タイ国立の仏教大学であり世界中の僧侶・仏教徒がテーラワーダ仏教を学ぶために集うマハチュラロンコーン大学(通称マハチュラ大)。そのマハチュラ大の大学院に在籍する学生であり一児の母、タイ在住16年のだるまいこ氏に、タイの内側から見たタイ仏教の風景を伝えていただきます。タイ北部の古都チェンマイで12年間の会社経営を経て、2018年にセミリタイヤし大学院へ復学。「のんびり子育てをするつもりが、どうしても人類の未来を真剣に考えてしまう哲学ホリック。語学や人類学が好きでいつの間にかマルチリンガル。半生を海外で過ごしたため、少し日本人の感覚からズレていることをよく指摘される。」というだるまいこ氏の、日本にいてはわからないタイ文化の奥行きに触れる仏教エッセイをお届けします。
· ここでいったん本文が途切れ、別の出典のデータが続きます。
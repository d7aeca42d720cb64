//! # haulout-sync
//!
//! Network side of haulout: a paginated harvester for the project listing
//! and a fork-or-sync orchestrator for GitHub, both running over one
//! rate-limited [`http::HttpClient`].
//!
//! Everything is sequential and blocking. Waits go through [`pace::Pace`] so
//! a [`pace::CancelToken`] can stop a run between requests, and tests can
//! record waits instead of sleeping (see [`testing`]).

pub mod error;
pub mod fork;
pub mod harvest;
pub mod http;
pub mod pace;
pub mod pipeline;
pub mod progress;
pub mod retry;
pub mod testing;

pub use error::{ForkRunError, HarvestError, HttpError, SyncError};
pub use fork::{Orchestrator, RunOptions};
pub use harvest::{Harvest, Harvester, StopReason};
pub use http::{Credential, HttpClient, Transport, UreqTransport};
pub use pace::{CancelToken, Pace};
pub use progress::{ForkObserver, HarvestObserver, Silent};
第1回    大丈夫という言葉の底に流れているアニッチャ


■タイでは名前が長い方が格式が高いという不思議な習慣

    初めまして、だるまいこと申します。タイ在住16年、テーラワーダ仏教の大学であり、仏教大学では世界最大と言われるマハチュラロンコーン大学の大学院生です。
    大学の正式名称はマハチュラロンコーンラジャヴィドゥヤラヤ大学(Mahachulalongkornrajavidyalaya University、URL https://www.mcu.ac.th/)、タイ上座部仏教マハニカーイ(学術派)の総本山です。マハは偉大、チュラロンコーンは現在のタイの王朝5代目の王様の名前です。ラジャ・ヴィドヤは知識の王という意味で、サンスクリット語で大学を指す言葉です。長すぎて式典以外で滅多に声に出して言う人はいません。通常はマハチュラ大、MCUという風に言われています。長すぎて大学院試験の書類も書き間違えていたくらいです。
    タイでは名前が長いほうが格式が高いという不思議な習慣があり、タイ人の中には覚えられないような長い名前の人もいます。なのでタイ人にはみんな短いニックネームがあり、友人の本名を覚えていることなど滅多にありません。ちなみにバンコクのことをタイ語でグルンテープと言いますが、それも略称で、本当はグルンテープ・マハナコーン・アモンラタナコシン・マヒンタラアユタヤ・マハディロック・ポプ・ノパラット・ラチャタニブリロム・ウドンラチャニウェットマハサタン・アモンピマン・アワタンサティット・サッカタッティヤウィサヌカンプラシットと言います。
    長さはもちろん世界一です。通称グルンテープで「天使の街」という意味です。もしかしたら大学の名前は短いほうなのかもしれません。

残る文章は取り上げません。